RECORDS FOR THE TASK:
"""

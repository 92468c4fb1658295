pub mod run;

use std::path::PathBuf;

#[derive(Debug)]
pub enum Action {
    /// Serve metrics until shut down
    Run {
        port: u16,
        listen: Option<String>,
        config: PathBuf,
    },
    /// One cycle per instance, then exit
    Check { config: PathBuf },
}
use super::{Emission, MetricKind, MetricSink, Tags, Value};
use anyhow::Result;
use prometheus::{GaugeVec, IntCounter, IntCounterVec, Opts, Registry};
use std::collections::HashMap;
use std::sync::RwLock;
use tracing::{debug, warn};

const LABELS: &[&str] = &["host", "instance", "type_instance"];

#[derive(Clone)]
enum Family {
    Gauge(GaugeVec),
    Counter(IntCounterVec),
}

/// Sink that exposes emissions as Prometheus metric families.
///
/// Families are created lazily, one per (series, kind). Gauges map onto
/// `GaugeVec`; derive values onto `IntCounterVec` with a `_total` suffix, the
/// counter following the server-side value (a decrease resets it).
pub struct PrometheusSink {
    registry: Registry,
    families: RwLock<HashMap<String, Family>>,
}

impl PrometheusSink {
    #[must_use]
    pub fn new(registry: Registry) -> Self {
        Self {
            registry,
            families: RwLock::new(HashMap::new()),
        }
    }

    #[must_use]
    pub const fn registry(&self) -> &Registry {
        &self.registry
    }

    fn family(&self, series: &str, kind: MetricKind) -> Result<Family> {
        let name = family_name(series, kind);

        {
            let families = match self.families.read() {
                Ok(guard) => guard,
                Err(poisoned) => poisoned.into_inner(),
            };
            if let Some(family) = families.get(&name) {
                return Ok(family.clone());
            }
        }

        let mut families = match self.families.write() {
            Ok(guard) => guard,
            Err(poisoned) => {
                warn!("metric family map lock was poisoned, recovering");
                poisoned.into_inner()
            }
        };

        if let Some(family) = families.get(&name) {
            return Ok(family.clone());
        }

        let help = format!("MySQL {series} ({})", kind_str(kind));
        let family = match kind {
            MetricKind::Gauge => {
                let vec = GaugeVec::new(Opts::new(name.as_str(), help), LABELS)?;
                self.registry.register(Box::new(vec.clone()))?;
                Family::Gauge(vec)
            }
            MetricKind::Derive => {
                let vec = IntCounterVec::new(Opts::new(name.as_str(), help), LABELS)?;
                self.registry.register(Box::new(vec.clone()))?;
                Family::Counter(vec)
            }
        };

        debug!(family = %name, "registered metric family");
        families.insert(name, family.clone());
        Ok(family)
    }
}

impl MetricSink for PrometheusSink {
    fn emit(&self, tags: &Tags, emission: &Emission) {
        let family = match self.family(emission.series, emission.kind()) {
            Ok(family) => family,
            Err(e) => {
                warn!(series = emission.series, error = %e, "failed to register metric family");
                return;
            }
        };

        let labels = [
            tags.host.as_str(),
            tags.instance.as_str(),
            emission.label.as_deref().unwrap_or(""),
        ];

        match (family, emission.value) {
            (Family::Gauge(vec), Value::Gauge(v)) => vec.with_label_values(&labels).set(v),
            (Family::Counter(vec), Value::Derive(v)) => {
                if let Ok(v) = u64::try_from(v) {
                    set_counter(&vec.with_label_values(&labels), v);
                }
            }
            _ => debug!(series = emission.series, "kind mismatch between family and value"),
        }
    }
}

/// Move the counter to `value`, resetting it when the server-side value went
/// backwards (server restart or `FLUSH STATUS`).
fn set_counter(counter: &IntCounter, value: u64) {
    let current = counter.get();
    if value >= current {
        counter.inc_by(value - current);
    } else {
        counter.reset();
        counter.inc_by(value);
    }
}

const fn kind_str(kind: MetricKind) -> &'static str {
    match kind {
        MetricKind::Gauge => "gauge",
        MetricKind::Derive => "counter",
    }
}

/// `mysql_commands` + derive → `mysql_commands_total`; `uptime` + gauge →
/// `mysql_uptime`.
#[must_use]
pub fn family_name(series: &str, kind: MetricKind) -> String {
    let base = series.strip_prefix("mysql_").unwrap_or(series);
    match kind {
        MetricKind::Gauge => format!("mysql_{base}"),
        MetricKind::Derive => format!("mysql_{base}_total"),
    }
}
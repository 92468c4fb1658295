#[allow(clippy::expect_used)]
fn main() {
    built::write_built_file().expect("Failed to acquire build-time information");
}
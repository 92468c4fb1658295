#![allow(dead_code)]

use futures::future::BoxFuture;
use mysql_sampler::config::{Config, parse_config};
use mysql_sampler::sampler::{
    ConnectParams, ConnectionError, DatabaseClient, Features, Instance, QueryError, ResultSet,
    Session,
};
use mysql_sampler::sampler::query::{
    SHOW_GLOBAL_STATUS, SHOW_MASTER_STATUS, SHOW_SLAVE_STATUS, SHOW_WSREP_STATUS,
};
use std::collections::HashMap;
use std::net::TcpListener;
use std::sync::atomic::{AtomicBool, AtomicU64, AtomicUsize, Ordering};
use std::sync::{Arc, Mutex};
use std::time::Duration;
use tokio::time::sleep;

/// Column count of `SHOW SLAVE STATUS` used by the scripted replica rows.
pub const REPLICA_COLUMNS: usize = 33;

#[derive(Clone)]
enum Response {
    Rows(ResultSet),
    Reject(String),
}

/// Shared, scriptable server state behind [`FakeClient`].
#[derive(Default)]
pub struct FakeServer {
    pub connects: AtomicUsize,
    pub pings: AtomicUsize,
    pub closes: AtomicUsize,
    refuse_connect: AtomicBool,
    ping_fails: AtomicBool,
    version: AtomicU64,
    responses: Mutex<HashMap<String, Response>>,
    queries: Mutex<Vec<String>>,
}

impl FakeServer {
    pub fn new(version: u64) -> Arc<Self> {
        let server = Self::default();
        server.version.store(version, Ordering::SeqCst);
        Arc::new(server)
    }

    pub fn respond(&self, query: &str, result: ResultSet) {
        self.responses
            .lock()
            .unwrap()
            .insert(query.to_string(), Response::Rows(result));
    }

    pub fn reject(&self, query: &str, reason: &str) {
        self.responses
            .lock()
            .unwrap()
            .insert(query.to_string(), Response::Reject(reason.to_string()));
    }

    pub fn refuse_connect(&self, refuse: bool) {
        self.refuse_connect.store(refuse, Ordering::SeqCst);
    }

    pub fn fail_ping(&self, fail: bool) {
        self.ping_fails.store(fail, Ordering::SeqCst);
    }

    pub fn set_version(&self, version: u64) {
        self.version.store(version, Ordering::SeqCst);
    }

    pub fn connects(&self) -> usize {
        self.connects.load(Ordering::SeqCst)
    }

    pub fn closes(&self) -> usize {
        self.closes.load(Ordering::SeqCst)
    }

    /// Queries received so far, in order.
    pub fn queries(&self) -> Vec<String> {
        self.queries.lock().unwrap().clone()
    }

    pub fn clear_queries(&self) {
        self.queries.lock().unwrap().clear();
    }

    fn answer(&self, sql: &str) -> Result<ResultSet, QueryError> {
        self.queries.lock().unwrap().push(sql.to_string());
        match self.responses.lock().unwrap().get(sql).cloned() {
            Some(Response::Rows(result)) => Ok(result),
            Some(Response::Reject(reason)) => Err(QueryError::Rejected {
                query: sql.to_string(),
                reason,
            }),
            None => Ok(ResultSet::default()),
        }
    }
}

pub struct FakeClient {
    pub server: Arc<FakeServer>,
}

impl FakeClient {
    pub fn new(server: &Arc<FakeServer>) -> Arc<Self> {
        Arc::new(Self {
            server: Arc::clone(server),
        })
    }
}

impl DatabaseClient for FakeClient {
    fn connect<'a>(
        &'a self,
        params: &'a ConnectParams,
    ) -> BoxFuture<'a, Result<Box<dyn Session>, ConnectionError>> {
        Box::pin(async move {
            self.server.connects.fetch_add(1, Ordering::SeqCst);
            if self.server.refuse_connect.load(Ordering::SeqCst) {
                return Err(ConnectionError::Connect {
                    host: params.display_host().to_string(),
                    database: params.display_database().to_string(),
                    reason: "Connection refused".to_string(),
                });
            }
            let session: Box<dyn Session> = Box::new(FakeSession {
                server: Arc::clone(&self.server),
                version: self.server.version.load(Ordering::SeqCst),
            });
            Ok(session)
        })
    }
}

struct FakeSession {
    server: Arc<FakeServer>,
    version: u64,
}

impl Session for FakeSession {
    fn ping(&mut self) -> BoxFuture<'_, bool> {
        Box::pin(async move {
            self.server.pings.fetch_add(1, Ordering::SeqCst);
            !self.server.ping_fails.load(Ordering::SeqCst)
        })
    }

    fn query<'a>(&'a mut self, sql: &'a str) -> BoxFuture<'a, Result<ResultSet, QueryError>> {
        Box::pin(async move { self.server.answer(sql) })
    }

    fn server_version(&self) -> u64 {
        self.version
    }

    fn close(self: Box<Self>) -> BoxFuture<'static, ()> {
        Box::pin(async move {
            self.server.closes.fetch_add(1, Ordering::SeqCst);
        })
    }
}

/// Status rows as `SHOW GLOBAL STATUS` returns them.
pub fn status(pairs: &[(&str, &str)]) -> ResultSet {
    ResultSet::new(
        2,
        pairs
            .iter()
            .map(|(k, v)| vec![Some((*k).to_string()), Some((*v).to_string())])
            .collect(),
    )
}

/// A `SHOW SLAVE STATUS` row with the given thread states and lag.
pub fn replica_status(io: &str, sql: &str, lag: Option<&str>) -> ResultSet {
    let mut row = vec![Some(String::new()); REPLICA_COLUMNS];
    for (index, value) in [
        (6, Some("1200")),
        (10, Some(io)),
        (11, Some(sql)),
        (21, Some("1100")),
        (32, lag),
    ] {
        if let Some(slot) = row.get_mut(index) {
            *slot = value.map(str::to_string);
        }
    }
    ResultSet::new(REPLICA_COLUMNS, vec![row])
}

/// Server answering every query a fully enabled instance sends.
pub fn healthy_server(version: u64) -> Arc<FakeServer> {
    let server = FakeServer::new(version);
    server.respond(
        SHOW_GLOBAL_STATUS,
        status(&[
            ("Uptime", "3600"),
            ("Com_select", "42"),
            ("Threads_connected", "5"),
            ("Threads_running", "2"),
            ("Bytes_received", "1000"),
            ("Bytes_sent", "2000"),
        ]),
    );
    server.respond(
        SHOW_MASTER_STATUS,
        ResultSet::from_rows(&[["log-bin.000123", "4096", "", ""]]),
    );
    server.respond(SHOW_SLAVE_STATUS, replica_status("Yes", "Yes", Some("0")));
    server.respond(
        SHOW_WSREP_STATUS,
        status(&[("wsrep_local_recv_queue", "3"), ("wsrep_apply_oooe", "0.5")]),
    );
    server
}

pub fn instance(features: Features) -> Instance {
    Instance::new(
        "db1",
        "db1.example.com",
        features,
        ConnectParams {
            host: Some("db1.example.com".to_string()),
            user: Some("monitor".to_string()),
            ..ConnectParams::default()
        },
    )
}

pub const ALL_FEATURES: Features = Features {
    primary_stats: true,
    replica_stats: true,
    innodb_stats: true,
    wsrep_stats: true,
    replica_notifications: true,
};

/// Single-instance configuration polling every second.
pub fn test_config() -> Config {
    parse_config(
        r#"
interval = 1

[[instance]]
name = "db1"
host = "db1.example.com"
user = "monitor"
primary_stats = true
"#,
    )
    .expect("test configuration should parse")
}

/// Get an available port for testing
pub fn get_available_port() -> u16 {
    TcpListener::bind("127.0.0.1:0")
        .expect("Failed to bind to ephemeral port")
        .local_addr()
        .expect("Failed to get local address")
        .port()
}

/// Build test URL for HTTP requests
pub fn get_test_url(port: u16) -> String {
    format!("http://127.0.0.1:{port}")
}

/// Wait for server to be ready
pub async fn wait_for_server(port: u16, max_attempts: u32) -> bool {
    for _ in 0..max_attempts {
        if tokio::net::TcpStream::connect(format!("127.0.0.1:{port}"))
            .await
            .is_ok()
        {
            return true;
        }
        sleep(Duration::from_millis(100)).await;
    }
    false
}
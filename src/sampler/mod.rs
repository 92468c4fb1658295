//! The sampling engine.
//!
//! An [`Instance`] owns its connection and replication state; a [`Sampler`]
//! runs cycles against it and hands the results to the sinks.

pub mod classify;
pub mod client;
pub mod connection;
pub mod cycle;
pub mod error;
pub mod instance;
pub mod mysql;
pub mod query;
pub mod replication;
pub mod version;

pub use client::{ConnectParams, DatabaseClient, ResultSet, Session, TlsParams};
pub use connection::ConnectionManager;
pub use cycle::{CycleReport, Sampler, SubQuery, SubQueryOutcome};
pub use error::{ConnectionError, CycleError, QueryError, SampleError, SchemaError};
pub use instance::{Features, Instance, host_tag};
pub use mysql::SqlxClient;
pub use replication::ReplicationWatcher;
pub use version::{format_version, parse_version};
use crate::sampler::{CycleError, CycleReport, format_version};
use arc_swap::ArcSwap;
use chrono::{DateTime, Utc};
use serde::Serialize;
use std::collections::BTreeMap;
use std::sync::Arc;

/// Last known state of one instance, as served by `/health`.
#[derive(Clone, Debug, Default, Serialize)]
pub struct InstanceHealth {
    pub connected: bool,
    pub last_cycle: Option<DateTime<Utc>>,
    pub last_success: Option<DateTime<Utc>>,
    pub last_error: Option<String>,
    pub server_version: Option<String>,
    pub failed_sub_queries: Vec<String>,
}

impl InstanceHealth {
    /// The last attempted cycle got past the status query.
    #[must_use]
    pub fn is_healthy(&self) -> bool {
        self.last_cycle.is_some() && self.last_cycle == self.last_success
    }
}

/// Lock-free board of per-instance health; writers replace the whole map.
#[derive(Clone, Default)]
pub struct HealthBoard {
    inner: Arc<ArcSwap<BTreeMap<String, InstanceHealth>>>,
}

impl HealthBoard {
    #[must_use]
    pub fn new<'a>(names: impl IntoIterator<Item = &'a str>) -> Self {
        let map = names
            .into_iter()
            .map(|name| (name.to_string(), InstanceHealth::default()))
            .collect();
        Self {
            inner: Arc::new(ArcSwap::from_pointee(map)),
        }
    }

    pub fn update(
        &self,
        instance: &str,
        connected: bool,
        outcome: &Result<CycleReport, CycleError>,
    ) {
        let now = Utc::now();
        self.inner.rcu(|current| {
            let mut map = BTreeMap::clone(current);
            let entry = map.entry(instance.to_string()).or_default();
            entry.connected = connected;
            entry.last_cycle = Some(now);
            match outcome {
                Ok(report) => {
                    entry.last_success = Some(now);
                    entry.last_error = None;
                    entry.server_version = Some(format_version(report.server_version));
                    entry.failed_sub_queries = report
                        .failures()
                        .map(|(sub_query, e)| format!("{sub_query}: {e}"))
                        .collect();
                }
                Err(e) => {
                    entry.last_error = Some(e.to_string());
                    entry.failed_sub_queries.clear();
                }
            }
            map
        });
    }

    #[must_use]
    pub fn snapshot(&self) -> Arc<BTreeMap<String, InstanceHealth>> {
        self.inner.load_full()
    }

    /// Down only when every instance has run and every last cycle failed.
    #[must_use]
    pub fn is_down(&self) -> bool {
        let map = self.inner.load();
        !map.is_empty()
            && map
                .values()
                .all(|h| h.last_cycle.is_some() && !h.is_healthy())
    }
}
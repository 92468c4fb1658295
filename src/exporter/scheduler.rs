use super::{health::HealthBoard, stats::CycleStats};
use crate::sampler::{CycleError, CycleReport, Instance, Sampler};
use std::time::Duration;
use tokio::sync::watch;
use tokio::task::JoinHandle;
use tokio::time::MissedTickBehavior;
use tracing::{debug, info, info_span};
use tracing_futures::Instrument as _;

/// Runs every instance on its own timer.
#[derive(Clone)]
pub struct Scheduler {
    sampler: Sampler,
    stats: CycleStats,
    health: HealthBoard,
}

impl Scheduler {
    #[must_use]
    pub const fn new(sampler: Sampler, stats: CycleStats, health: HealthBoard) -> Self {
        Self {
            sampler,
            stats,
            health,
        }
    }

    /// Spawn one task per instance. Tasks stop at the next cycle boundary
    /// once `shutdown` flips to `true` and close their connection.
    #[must_use]
    pub fn spawn(
        &self,
        instances: Vec<Instance>,
        default_interval: Duration,
        shutdown: &watch::Receiver<bool>,
    ) -> Vec<JoinHandle<()>> {
        instances
            .into_iter()
            .map(|instance| {
                let period = instance.interval().unwrap_or(default_interval);
                let span = info_span!("instance", instance = %instance.name());
                let scheduler = self.clone();
                let shutdown = shutdown.clone();
                tokio::spawn(scheduler.run_instance(instance, period, shutdown).instrument(span))
            })
            .collect()
    }

    async fn run_instance(
        self,
        mut instance: Instance,
        period: Duration,
        mut shutdown: watch::Receiver<bool>,
    ) {
        info!(interval_secs = period.as_secs(), "sampling started");

        let mut ticker = tokio::time::interval(period);
        ticker.set_missed_tick_behavior(MissedTickBehavior::Skip);

        while !*shutdown.borrow() {
            tokio::select! {
                _ = ticker.tick() => {
                    // errors are logged by the cycle span
                    let _ = self.run_once(&mut instance).await;
                }
                changed = shutdown.changed() => {
                    if changed.is_err() {
                        break;
                    }
                }
            }
        }

        instance.close().await;
        debug!("sampling stopped");
    }

    /// Run a single cycle and record its outcome in the self-monitoring
    /// metrics and the health board.
    ///
    /// # Errors
    ///
    /// Returns the cycle's error, already recorded.
    pub async fn run_once(&self, instance: &mut Instance) -> Result<CycleReport, CycleError> {
        let timer = self.stats.start_cycle(instance.name());
        let outcome = self.sampler.run_cycle(instance).await;
        timer.finish(&outcome);
        self.health
            .update(instance.name(), instance.is_connected(), &outcome);
        outcome
    }
}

"""

WHAT IS BEING ASKED:
The line containing "the cycle span" marks the start. Reproduce it and all lines after it through the end of the listing, exactly and alone.

YOUR RESPONSE:
                    // errors are logged by the cycle span
                    let _ = self.run_once(&mut instance).await;
                }
                changed = shutdown.changed() => {
                    if changed.is_err() {
                        break;
                    }
                }
            }
        }

        instance.close().await;
        debug!("sampling stopped");
    }

    /// Run a single cycle and record its outcome in the self-monitoring
    /// metrics and the health board.
    ///
    /// # Errors
    ///
    /// Returns the cycle's error, already recorded.
    pub async fn run_once(&self, instance: &mut Instance) -> Result<CycleReport, CycleError> {
        let timer = self.stats.start_cycle(instance.name());
        let outcome = self.sampler.run_cycle(instance).await;
        timer.finish(&outcome);
        self.health
            .update(instance.name(), instance.is_connected(), &outcome);
        outcome
    }
}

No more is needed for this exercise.